7
votes

I'm asking this in the context of Google Dataflow, but also generally.

Using PyTorch, I can reference a local directory containing multiple files that comprise a pretrained model. I happen to be working with a Roberta model, but the interface is the same for others.

ls some-directory/
      added_tokens.json
      config.json             
      merges.txt              
      pytorch_model.bin       
      special_tokens_map.json vocab.json
from pytorch_transformers import RobertaModel

# this works
model = RobertaModel.from_pretrained('/path/to/some-directory/')

However, my pretrained model is stored in a GCS bucket.
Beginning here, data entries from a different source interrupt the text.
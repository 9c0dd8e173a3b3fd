//! Read-only reporting over a finished production graph

use std::fmt;

use serde::Serialize;

use crate::graph::{NodeId, ProductionGraph, ProductionNode};
use crate::models::ItemQuantity;

/// Supply may fall this far short of downstream demand before a step is
/// reported as a bottleneck.
pub const BOTTLENECK_TOLERANCE: f64 = 0.02;

/// Steps clocked below this are reported as underclocked.
const UNDERCLOCK_THRESHOLD: f64 = 0.8;

/// A single step drawing more than this many MW is reported.
const HIGH_POWER_MW: f64 = 100.0;

#[derive(Debug, Clone)]
pub struct ProductionAnalysis {
    pub total_buildings: u32,
    /// MW
    pub total_power: f64,
    pub required_resources: Vec<ItemQuantity>,
    pub bottleneck_nodes: Vec<NodeId>,
    pub efficiency_score: f64,
    pub suggestions: Vec<String>,
}

pub fn analyze(graph: &ProductionGraph) -> ProductionAnalysis {
    let bottleneck_nodes = find_bottlenecks(graph);
    let suggestions = suggestions(graph, &bottleneck_nodes);
    ProductionAnalysis {
        total_buildings: graph.total_buildings(),
        total_power: graph.total_power_consumption(),
        required_resources: graph.required_resources(),
        efficiency_score: efficiency_score(graph),
        bottleneck_nodes,
        suggestions,
    }
}

/// Steps whose output of some item undershoots what their consumers draw
/// by more than [`BOTTLENECK_TOLERANCE`].
pub fn find_bottlenecks(graph: &ProductionGraph) -> Vec<NodeId> {
    graph
        .nodes()
        .filter(|(_, node)| is_bottleneck(graph, node))
        .map(|(id, _)| id)
        .collect()
}

fn is_bottleneck(graph: &ProductionGraph, node: &ProductionNode) -> bool {
    node.recipe.outputs.iter().any(|output| {
        let item = output.item.id.as_str();
        let demand: f64 = node
            .output_nodes()
            .iter()
            .filter_map(|&c| graph.node(c))
            .map(|c| c.input_rate(item))
            .sum();
        demand > 0.0 && node.output_rate(item) < demand * (1.0 - BOTTLENECK_TOLERANCE)
    })
}

/// Delivered output per MW, discounted 1% per step and floored at zero.
pub fn efficiency_score(graph: &ProductionGraph) -> f64 {
    let output: f64 = graph
        .leaf_nodes()
        .into_iter()
        .filter_map(|id| graph.node(id))
        .map(ProductionNode::actual_production_rate)
        .sum();
    let power = graph.total_power_consumption();
    if output <= 0.0 || power <= 0.0 {
        return 0.0;
    }
    let complexity_penalty = 1.0 - 0.01 * graph.len() as f64;
    (output / power * complexity_penalty).max(0.0)
}

fn suggestions(graph: &ProductionGraph, bottlenecks: &[NodeId]) -> Vec<String> {
    let mut suggestions = Vec::new();

    if !bottlenecks.is_empty() {
        let names: Vec<&str> = bottlenecks
            .iter()
            .filter_map(|&id| graph.node(id))
            .map(|n| n.recipe.name.as_str())
            .collect();
        suggestions.push(format!(
            "Consider increasing production or overclocking for: {}",
            names.join(", ")
        ));
    }
    if graph.nodes().any(|(_, n)| n.clock_speed < UNDERCLOCK_THRESHOLD) {
        suggestions.push(
            "Some machines are underclocked. Consider reducing machine count and increasing clock speed."
                .to_string(),
        );
    }
    if graph.nodes().any(|(_, n)| n.total_power_consumption() > HIGH_POWER_MW) {
        suggestions
            .push("High power consumption detected. Consider power generation capacity.".to_string());
    }

    suggestions
}

/// Render the graph as an indented tree, deliverables first, each step
/// followed by the steps feeding it.
pub fn format_production_graph(graph: &ProductionGraph) -> String {
    let mut output = String::new();
    let mut path = Vec::new();
    for id in graph.leaf_nodes() {
        format_node(graph, id, 0, &mut path, &mut output);
    }
    output
}

fn format_node(
    graph: &ProductionGraph,
    id: NodeId,
    indent: usize,
    path: &mut Vec<NodeId>,
    output: &mut String,
) {
    let Some(node) = graph.node(id) else {
        return;
    };
    let prefix = "  ".repeat(indent);

    if path.contains(&id) {
        output.push_str(&format!("{}(loops back to {})\n", prefix, node.recipe.name));
        return;
    }

    let clock = if (node.clock_speed - 1.0).abs() > 1e-9 {
        format!(" @ {:.0}%", node.clock_speed * 100.0)
    } else {
        String::new()
    };
    output.push_str(&format!(
        "{}{}x {}{} [{}] -> {} @ {:.2}/min ({:.1} MW)\n",
        prefix,
        node.building_count,
        node.building.name,
        clock,
        node.recipe.name,
        node.output_item,
        node.actual_production_rate(),
        node.total_power_consumption()
    ));

    for input in &node.recipe.inputs {
        let rate = node.input_rate(&input.item.id);
        if input.item.is_raw_resource {
            output.push_str(&format!(
                "{}  needs {} @ {:.2}/min (raw input)\n",
                prefix, input.item.id, rate
            ));
            continue;
        }
        output.push_str(&format!("{}  needs {} @ {:.2}/min\n", prefix, input.item.id, rate));

        path.push(id);
        let suppliers: Vec<NodeId> = node
            .input_nodes()
            .iter()
            .copied()
            .filter(|&s| graph.node(s).is_some_and(|n| n.recipe.produces(&input.item.id)))
            .collect();
        for supplier in suppliers {
            format_node(graph, supplier, indent + 2, path, output);
        }
        path.pop();
    }
}

impl fmt::Display for ProductionAnalysis {
    fn fmt(&self, f: &mut fmt::Formatter<'_>) -> fmt::Result {
        writeln!(f, "=== Production Summary ===")?;
        writeln!(f, "Buildings: {}", self.total_buildings)?;
        writeln!(f, "Power:     {:.1} MW", self.total_power)?;
        writeln!(f, "Efficiency score: {:.3}", self.efficiency_score)?;
        writeln!(f)?;

        writeln!(f, "Raw inputs required:")?;
        for resource in &self.required_resources {
            writeln!(f, "  {} @ {:.2}/min", resource.item.name, resource.quantity)?;
        }

        if !self.suggestions.is_empty() {
            writeln!(f)?;
            writeln!(f, "Suggestions:")?;
            for suggestion in &self.suggestions {
                writeln!(f, "  - {}", suggestion)?;
            }
        }

        Ok(())
    }
}

/// Serializable snapshot of a plan and its analysis, for `--json`.
#[derive(Debug, Clone, Serialize)]
pub struct PlanReport {
    pub targets: Vec<RateReport>,
    pub nodes: Vec<NodeReport>,
    pub total_buildings: u32,
    pub total_power_mw: f64,
    pub required_resources: Vec<RateReport>,
    pub bottlenecks: Vec<String>,
    pub efficiency_score: f64,
    pub suggestions: Vec<String>,
}

#[derive(Debug, Clone, Serialize)]
pub struct RateReport {
    pub item: String,
    pub rate_per_minute: f64,
}

#[derive(Debug, Clone, Serialize)]
pub struct NodeReport {
    pub recipe: String,
    pub building: String,
    pub output_item: String,
    pub building_count: f64,
    pub clock_speed: f64,
    pub target_rate: f64,
    pub actual_rate: f64,
    pub power_mw: f64,
    /// Recipes of the steps feeding this one.
    pub fed_by: Vec<String>,
}

impl PlanReport {
    pub fn new(graph: &ProductionGraph, analysis: &ProductionAnalysis) -> Self {
        let rates = |quantities: &[ItemQuantity]| {
            quantities
                .iter()
                .map(|q| RateReport {
                    item: q.item.id.clone(),
                    rate_per_minute: q.quantity,
                })
                .collect::<Vec<_>>()
        };
        let recipe_of = |id: &NodeId| graph.node(*id).map(|n| n.recipe.id.clone());

        Self {
            targets: rates(graph.targets()),
            nodes: graph
                .nodes()
                .map(|(_, node)| NodeReport {
                    recipe: node.recipe.id.clone(),
                    building: node.building.id.clone(),
                    output_item: node.output_item.clone(),
                    building_count: node.building_count,
                    clock_speed: node.clock_speed,
                    target_rate: node.target_rate,
                    actual_rate: node.actual_production_rate(),
                    power_mw: node.total_power_consumption(),
                    fed_by: node.input_nodes().iter().filter_map(recipe_of).collect(),
                })
                .collect(),
            total_buildings: analysis.total_buildings,
            total_power_mw: analysis.total_power,
            required_resources: rates(&analysis.required_resources),
            bottlenecks: analysis.bottleneck_nodes.iter().filter_map(recipe_of).collect(),
            efficiency_score: analysis.efficiency_score,
            suggestions: analysis.suggestions.clone(),
        }
    }
}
Let's call it gs://my-bucket/roberta/.

In the context of loading this model in Google Dataflow, I'm trying to remain stateless and avoid persisting to disk, so my preference would be to get this model straight from GCS. As I understand it, the PyTorch general interface method from_pretrained() can take the string representation of a local dir OR a URL. However, I can't seem to load the model from a GCS URL.

# this fails
model = RobertaModel.from_pretrained('gs://my-bucket/roberta/')
# ValueError: unable to parse gs://mahmed_bucket/roberta-base as a URL or as a local path

If I try to use the public https URL of the directory blob, it will also fail, although that is likely due to lack of authentication since the credentials referenced in the python environment that can create clients don't translate to public requests to https://storage.googleapis

# this fails, probably due to auth
bucket = gcs_client.get_bucket('my-bucket')
directory_blob = bucket.blob(prefix='roberta')
model = RobertaModel.from_pretrained(directory_blob.public_url)
# ValueError: No JSON object could be decoded

# and for good measure, it also fails if I append a trailing /
model = RobertaModel.from_pretrained(directory_blob.public_url + '/')
# ValueError: No JSON object could be decoded

I understand that GCS doesn't actually have subdirectories and it's actually just being a flat namespace under the bucket name. However, it seems like I'm blocked by the necessity of authentication and a PyTorch not speaking gs://.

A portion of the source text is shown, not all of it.